Studie: Fahrzeuglogistik wird komplexer trotz Wachstum

10.04.2026 09:37 Uhr | Lesezeit: 3 min
Fahrzeuglogistik
Wachstum ja, Entlastung nein: Fahrzeuglogistik unter Druck
© Foto: lililia/ AdobeStock

Eine Studie von INFORM zeigt: In der Fahrzeuglogistik wächst der operative Druck. Kosten und Komplexität nehmen schneller zu als das Transportvolumen.

Die Fahrzeuglogistik steht vor einem strukturellen Wandel. Zwar rechnen viele Marktteilnehmer weiterhin mit steigenden Transportmengen, zugleich nimmt jedoch der operative Druck in den Logistiknetzwerken deutlich zu. Zu diesem Ergebnis kommt der INFORM‑Trendreport 2026 „IT in der Fahrzeuglogistik“, der auf einer Befragung von 111 Branchenexpertinnen und ‑experten basiert.

Wachstum trifft auf steigenden Kostendruck

79 Prozent der Befragten erwarten, dass das Fahrzeugtransportvolumen in den kommenden fünf Jahren weiter wächst. Gleichzeitig berichten 84 Prozent von steigenden Kosten, die aktuell die größte operative Herausforderung darstellen.
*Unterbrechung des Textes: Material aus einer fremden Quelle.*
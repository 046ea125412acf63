//! HTTP transport: the request engine and its shared client.

pub mod http;
pub mod request;

pub use request::TransportClient;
Dahinter folgen wachsende Effizienzanforderungen (68 Prozent) sowie schwankende Volumina (52 Prozent).

Im Vergleich zu früheren Befragungen aus den Jahren 2013, 2018 und 2023 hat sich der Kostendruck nach Angaben von INFORM weiter verschärft. Zusätzlich belasten zunehmende Netzwerkkomplexität und fehlende Transparenz die Planungsqualität und die Zuverlässigkeit der Abläufe.

Begrenzte Transparenz erschwert Planung

Ein zentrales Ergebnis der Studie: Vielen Unternehmen fehlt weiterhin der notwendige Überblick über ihre Transportnetzwerke.

  • 76 Prozent beklagen unzureichende Transparenz bei Lieferzeiten und prognostizierten Ankunftszeiten (ETA).
  • 68 Prozent sehen Defizite bei der Kapazitätstransparenz.
  • 66 Prozent fehlt es an zuverlässigen Informationen zum Transportstatus.

Fragmentierte Daten führen laut Studie häufig zu reakiven statt proaktiven Entscheidungen, was den Koordinationsaufwand zusätzlich erhöht.

IT-Systeme unter den Erwartungen

Zwischen betrieblichen Anforderungen und den heutigen IT‑Fähigkeiten klafft weiterhin eine Lücke. Zwar sind 95 Prozent der Befragten überzeugt, dass IT‑Systeme die operative Effizienz steigern können. Gleichzeitig kämpfen viele Unternehmen mit unzureichender Systemintegration, isolierten Datenquellen und fehlender Entscheidungsunterstützung.

Von Transparenz zu Entscheidungsintelligenz

Fahrzeuglogistiknetzwerke umfassen zahlreiche Akteure – von Automobilherstellern über Spediteure und Terminals bis hin zu Häfen und Händlern. Mit zunehmender Vernetzung steigt die Komplexität der Koordination deutlich. Laut INFORM reicht reine Transparenz daher nicht mehr aus.

Vielmehr geht es darum, operative Daten in fundierte Entscheidungen im gesamten Netzwerk zu überführen. Künstliche Intelligenz und Machine Learning werden dabei als zentrale Hebel gesehen. 94 Prozent der Befragten erwarten einen spürbaren Einfluss dieser Technologien auf die Branche – insbesondere zur Bewertung komplexer Szenarien und zur Entscheidungsunterstützung, nicht als Ersatz menschlicher Expertise.

Langfristiger Strukturtrend bestätigt

Die Studienreihe von INFORM seit 2013 zeigt ein klares Muster: Während die Transportvolumina wachsen, werden die operativen Rahmenbedingungen zunehmend komplexer und volatiler. Unabhängig von regional unterschiedlichen Entwicklungen bleibt der Bedarf an besseren Planungs‑ und Entscheidungsprozessen bestehen.

Die Erhebung wurde zwischen Dezember 2025 und Januar 2026 durchgeführt. Teilgenommen haben Fach‑ und Führungskräfte aus Automobilindustrie, Logistikdienstleistung, Spedition, Terminal‑ und Hafenbetrieb. 62 Prozent der Befragten stammen aus Europa, weitere aus Nordamerika, Südamerika, Asien und Afrika. 98 Prozent der Unternehmen transportieren Neufahrzeuge, 50 Prozent Gebrauchtfahrzeuge, 30 Prozent sind im Schwer‑ und Großtransport tätig.